Paediatric hip surgeons must take this into account in both neuromuscular and developmental hip dysplasia when they perform iliopsoas tenotomies. Knowledge of the possibility of two discrete iliopsoas tendons can prevent incomplete release. Adequate iliopsoas exposure and identification of a bifid tendon should be performed in all cases. When a distal iliopsoas tenotomy is carried out but the release seems inadequate on examination, this should alert the surgeon to the possibility of a second intact band of iliopsoas. Also, if the tendon appears too small, this should prompt the surgeon to seek another tendon. In adult orthopaedics, surgeons might face difficulties with arthroscopic iliopsoas tenotomies when two distal tendons are present. Preoperative MRI scans should be reviewed in this regard to be prepared.

Philippon et al. reported a prevalence of two discrete tendons of 64 % in their cadaveric study. Our study demonstrated that, on MRI scanning, 13 of 50 children (26 %) had at least one bifid iliopsoas tendon. It may be that MRI is not sensitive enough to detect all of the bifid tendons, and that a bifid tendon is even more common than this in children. Both studies confirm a higher prevalence of bifid iliopsoas tendons than stated in earlier reports in the literature.

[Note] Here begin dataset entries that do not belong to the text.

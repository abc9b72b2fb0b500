use std::path::PathBuf;

use anyhow::{Context, Result};
use sift_upload::{Config, Readiness};

use super::{Session, print_entries, print_summary};

/// Check files and write the cleaned result as a gzipped tarball.
#[derive(Debug, clap::Args)]
pub struct Pack {
    #[arg(required = true)]
    inputs: Vec<PathBuf>,

    /// Where to write the package.
    #[arg(short, long, value_name = "FILE")]
    output: PathBuf,

    /// Write the package even when checks found errors.
    #[arg(long)]
    force: bool,
}

impl Pack {
    pub fn run(self, config: Config) -> Result<i32> {
        let session = Session::open(config)?;
        let outcomes = session.upload(&self.inputs)?;
        let status = session.status()?;
        print_entries(outcomes.iter().flat_map(|o| o.entries()));
        print_summary(&status);

        if status.readiness == Readiness::Errors && !self.force {
            eprintln!("not packaging: fix the errors above or pass --force");
            session.finish(false)?;
            return Ok(1);
        }

        let package = session.package()?;
        std::fs::write(&self.output, &package)
            .with_context(|| format!("failed to write {}", self.output.display()))?;
        println!(
            "wrote {} ({} bytes, checksum {})",
            self.output.display(),
            package.len(),
            status.checksum
        );
        session.finish(false)?;
        Ok(0)
    }
}
/// Unpacks the archive at `archive` into `scratch_dir`.
///
/// Files land under opaque names inside `scratch_dir`; their logical paths are
/// carried in the report. Fails with [`Error::UnsupportedFormat`] when the file
/// is not an archive and with [`Error::Corrupted`] when no file at all could be
/// read from it. A root archive damaged partway through yields the files read
/// before the damage plus an `ArchiveCorrupt` error diagnostic. Problems with
/// individual entries, including corrupt nested archives, become diagnostics
/// too.
pub fn unpack_path(
    archive: &Path,
    scratch_dir: &Path,
    options: &UnpackOptions,
) -> Result<UnpackReport> {
    let format = format::detect_path(archive)?.ok_or(Error::UnsupportedFormat)?;
    sift_fs::ensure_dir(scratch_dir)?;

    let mut unpacker = Unpacker {
        options,
        scratch_dir,
        files: Vec::new(),
        taken: HashSet::new(),
        diagnostics: Vec::new(),
        entry_count: 0,
        total_bytes: 0,
        next_blob: 0,
        stopped: false,
    };

    tracing::debug!(archive = %archive.display(), ?format, "unpacking");
    match unpacker.unpack_level(archive, format, "", 0) {
        Ok(()) => {}
        Err(Error::Corrupted(reason)) if unpacker.files.iter().any(Option::is_some) => {
            tracing::warn!(archive = %archive.display(), %reason, "archive damaged; keeping entries read so far");
            unpacker.diagnostics.push(Diagnostic::new(
                Severity::Error,
                DiagnosticCode::ArchiveCorrupt,
                format!("archive is damaged ({reason}); entries after the damage were not unpacked"),
            ));
        }
        Err(e) => return Err(e),
    }

    let mut files: Vec<ExtractedFile> = unpacker.files.into_iter().flatten().collect();
    let mut diagnostics = unpacker.diagnostics;
    if options.strip_shared_root {
        strip_shared_root(&mut files, &mut diagnostics);
    }

    tracing::info!(
        files = files.len(),
        entries = unpacker.entry_count,
        bytes = unpacker.total_bytes,
        diagnostics = diagnostics.len(),
        "unpacked archive"
    );

    Ok(UnpackReport {
        format,
        entry_count: unpacker.entry_count,
        total_bytes: unpacker.total_bytes,
        files,
        diagnostics,
    })
}

struct Unpacker<'a> {
    options: &'a UnpackOptions,
    scratch_dir: &'a Path,
    /// Slots are emptied when a nested archive is expanded in place, so that
    /// indices held by [`LevelIndex`] stay valid.
    files: Vec<Option<ExtractedFile>>,
    /// Case-folded logical paths already handed out.
    taken: HashSet<String>,
    diagnostics: Vec<Diagnostic>,
    entry_count: usize,
    total_bytes: u64,
    next_blob: u64,
    /// Set once a limit is hit; every level stops reading entries.
    stopped: bool,
}
/// Limits and policies for [`crate::unpack`].
#[derive(Clone, Debug)]
pub struct UnpackOptions {
    /// Nesting level at which archives stop being expanded. The root archive
    /// is level 0, so the default of 3 expands two levels of nested archives.
    pub max_depth: usize,
    pub max_entries: usize,
    pub max_total_bytes: u64,
    /// Strip a single top-level directory shared by every file.
    pub strip_shared_root: bool,
    /// Treat paths that differ only in case as colliding.
    pub case_insensitive: bool,
}

impl Default for UnpackOptions {
    fn default() -> Self {
        Self {
            max_depth: 3,
            max_entries: 10_000,
            max_total_bytes: 2 * 1024 * 1024 * 1024,
            strip_shared_root: true,
            case_insensitive: false,
        }
    }
}

impl UnpackOptions {
    pub fn new() -> Self {
        Self::default()
    }

    pub fn max_depth(mut self, depth: usize) -> Self {
        self.max_depth = depth;
        self
    }

    pub fn max_entries(mut self, entries: usize) -> Self {
        self.max_entries = entries;
        self
    }

    pub fn max_total_bytes(mut self, bytes: u64) -> Self {
        self.max_total_bytes = bytes;
        self
    }

    pub fn strip_shared_root(mut self, strip: bool) -> Self {
        self.strip_shared_root = strip;
        self
    }

    pub fn case_insensitive(mut self, fold: bool) -> Self {
        self.case_insensitive = fold;
        self
    }
}
use std::path::{Path, PathBuf};

use figment::Figment;
use figment::providers::{Env, Format, Serialized, Toml};
use serde::{Deserialize, Serialize};
use sift_archive::UnpackOptions;
use sift_store::StorageConfig;

use crate::check::CheckSettings;
use crate::error::Result;

/// What a second mutator does while a workspace is busy.
#[derive(Clone, Copy, Debug, Default, PartialEq, Eq, Serialize, Deserialize)]
#[serde(rename_all = "snake_case")]
pub enum ConflictPolicy {
    /// Block until the first call finishes.
    #[default]
    Wait,
    /// Fail fast with [`crate::Error::Busy`].
    Fail,
}

#[derive(Clone, Copy, Debug, PartialEq, Eq, Serialize, Deserialize)]
#[serde(default)]
pub struct UnpackLimits {
    pub max_depth: usize,
    pub max_entries: usize,
    pub max_total_bytes: u64,
}

impl Default for UnpackLimits {
    fn default() -> Self {
        let defaults = UnpackOptions::default();
        Self {
            max_depth: defaults.max_depth,
            max_entries: defaults.max_entries,
            max_total_bytes: defaults.max_total_bytes,
        }
    }
}

/// Settings for a workspace service.
///
/// Loaded from an optional TOML file, then overridden by `SIFT_` environment
/// variables. Nested keys use a double underscore, so
/// `SIFT_UNPACK__MAX_DEPTH=2` sets `unpack.max_depth`.
///
/// ```toml
/// max_file_bytes = 52428800
/// conflict = "fail"
///
/// [storage]
/// kind = "quarantine"
/// ephemeral_root = "/fast/sift"
/// durable_root = "/shared/sift"
///
/// [unpack]
/// max_depth = 2
/// ```
#[derive(Clone, Debug, PartialEq, Serialize, Deserialize)]
#[serde(default)]
pub struct Config {
    pub storage: StorageConfig,
    /// Directory for workspace metadata documents. In memory when unset.
    pub metadata_dir: Option<PathBuf>,
    pub unpack: UnpackLimits,
    pub max_file_bytes: u64,
    pub max_package_bytes: u64,
    pub case_insensitive: bool,
    pub conflict: ConflictPolicy,
    /// Upper bound on checking passes per call.
    pub max_passes: usize,
}

impl Default for Config {
    fn default() -> Self {
        Self {
            storage: StorageConfig::default(),
            metadata_dir: None,
            unpack: UnpackLimits::default(),
            max_file_bytes: 50 * 1024 * 1024,
            max_package_bytes: 200 * 1024 * 1024,
            case_insensitive: false,
            conflict: ConflictPolicy::default(),
            max_passes: 8,
        }
    }
}

impl Config {
    pub fn figment(file: Option<&Path>) -> Figment {
        let mut figment = Figment::from(Serialized::defaults(Config::default()));
        if let Some(file) = file {
            figment = figment.merge(Toml::file(file));
        }
        figment.merge(Env::prefixed("SIFT_").split("__"))
    }

    pub fn load(file: Option<&Path>) -> Result<Self> {
        Self::from_figment(Self::figment(file))
    }

    pub fn from_figment(figment: Figment) -> Result<Self> {
        let config: Self = figment.extract().map_err(Box::new)?;
        tracing::debug!(?config, "loaded configuration");
        Ok(config)
    }

    pub fn check_settings(&self) -> CheckSettings {
        CheckSettings {
            max_file_bytes: self.max_file_bytes,
            max_package_bytes: self.max_package_bytes,
        }
    }

    pub fn unpack_options(&self) -> UnpackOptions {
        UnpackOptions::new()
            .max_depth(self.unpack.max_depth)
            .max_entries(self.unpack.max_entries)
            .max_total_bytes(self.unpack.max_total_bytes)
            .case_insensitive(self.case_insensitive)
    }
}
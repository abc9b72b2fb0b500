use std::fs;
use std::io;
use std::path::Path;

use crate::{Error, PermissionMode, Result};

/// Removes a file. A missing file is not an error. Returns whether anything
/// was removed.
pub fn remove_file_if_exists(path: impl AsRef<Path>) -> Result<bool> {
    let path = path.as_ref();
    match fs::remove_file(path) {
        Ok(()) => Ok(true),
        Err(e) if e.kind() == io::ErrorKind::NotFound => Ok(false),
        Err(e) => Err(Error::Write {
            path: path.to_path_buf(),
            source: e,
        }),
    }
}

/// Removes a directory tree. A missing directory is not an error.
pub fn remove_dir_all_if_exists(path: impl AsRef<Path>) -> Result<bool> {
    let path = path.as_ref();
    match fs::remove_dir_all(path) {
        Ok(()) => Ok(true),
        Err(e) if e.kind() == io::ErrorKind::NotFound => Ok(false),
        Err(e) => Err(Error::Write {
            path: path.to_path_buf(),
            source: e,
        }),
    }
}

/// Creates `path` and its parents, then applies [`PermissionMode::Directory`]
/// to `path` itself.
pub fn ensure_dir(path: impl AsRef<Path>) -> Result<()> {
    let path = path.as_ref();
    if path.as_os_str().is_empty() || path.is_dir() {
        return Ok(());
    }
    fs::create_dir_all(path).map_err(|e| Error::Write {
        path: path.to_path_buf(),
        source: e,
    })?;
    PermissionMode::Directory.apply_to_path(path)
}
use once_cell::sync::Lazy;
use regex::Regex;

use super::{CheckContext, CheckResult, Checker};
use crate::log::LogCode;
use crate::record::FileRecord;

static TEX_BACKUP: Lazy<Regex> =
    Lazy::new(|| Regex::new(r"(?i)(.+)\.(tex_|tex\.bak|tex~)$").expect("valid regex"));

pub struct WarnAboutTexBackupFiles;

impl Checker for WarnAboutTexBackupFiles {
    fn name(&self) -> &'static str {
        "WarnAboutTexBackupFiles"
    }

    fn check(&self, ctx: &mut CheckContext<'_>, file: &FileRecord) -> CheckResult {
        if !file.is_ancillary() && TEX_BACKUP.is_match(file.name()) {
            ctx.warn(
                LogCode::TexBackupFile,
                format!(
                    "File '{}' may be a backup file. Please inspect and remove extraneous \
                     backup files.",
                    file.name()
                ),
            );
        }
        Ok(())
    }
}

fn is_allowed(c: char) -> bool {
    c.is_ascii_alphanumeric() || matches!(c, '_' | '+' | '-' | '.' | '=' | ',')
}

/// `path` with every character outside the allowed set replaced by `_`, or
/// `None` when it is already clean.
fn clean_path(path: &str) -> Option<String> {
    if path.split('/').flat_map(str::chars).all(is_allowed) {
        return None;
    }
    let cleaned = path
        .split('/')
        .map(|segment| {
            segment
                .chars()
                .map(|c| if is_allowed(c) { c } else { '_' })
                .collect::<String>()
        })
        .collect::<Vec<_>>()
        .join("/");
    Some(cleaned)
}

/// Renames files whose paths contain characters TeX tooling mishandles.
pub struct ReplaceIllegalCharacters;

impl Checker for ReplaceIllegalCharacters {
    fn name(&self) -> &'static str {
        "ReplaceIllegalCharacters"
    }

    fn check(&self, ctx: &mut CheckContext<'_>, file: &FileRecord) -> CheckResult {
        let Some(cleaned) = clean_path(&file.path) else {
            return Ok(());
        };
        let renamed = ctx.rename(&cleaned)?;
        ctx.warn(
            LogCode::IllegalCharacters,
            format!(
                "We only accept file names containing the characters: a-z A-Z 0-9 _ + - . , = \
                 Renamed '{}' to '{}'.",
                file.path, renamed.path
            ),
        );
        Ok(())
    }
}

Limitations of our study include that it includes a relatively small number of patients. Although we demonstrated the presence of a bifid tendon at the level of the hip joint, we still do not know whether this is a split of the psoas major tendon or a lack of fusion of the psoas and iliacus tendons. To correctly identify this we would need pelvic and lumbar MRI scans on all investigated patients. This is of anatomic relevance but probably not of surgical or clinical importance. In addition, the children involved underwent an MRI scan for presumed pelvic or hip pathology, and although it is hard to link a bifid tendon to any of the reported symptoms, this cannot be considered an entirely healthy paediatric population.

Conclusion

Bifid iliopsoas tendon was only reported in scattered case reports until very recently [10, 18, 21, 24]. The findings of this study confirm that the prevalence of a bifid iliopsoas tendon with two distinct tendinous components at the surgically important level between the femoral neck and the lesser trochanter is quite high. Knowledge of the prevalence of normal variation of the iliopsoas tendon is useful to orthopaedic surgeons operating around the hip in young adults, adolescents and children. This anatomical variant is visible on standard MRI scanning.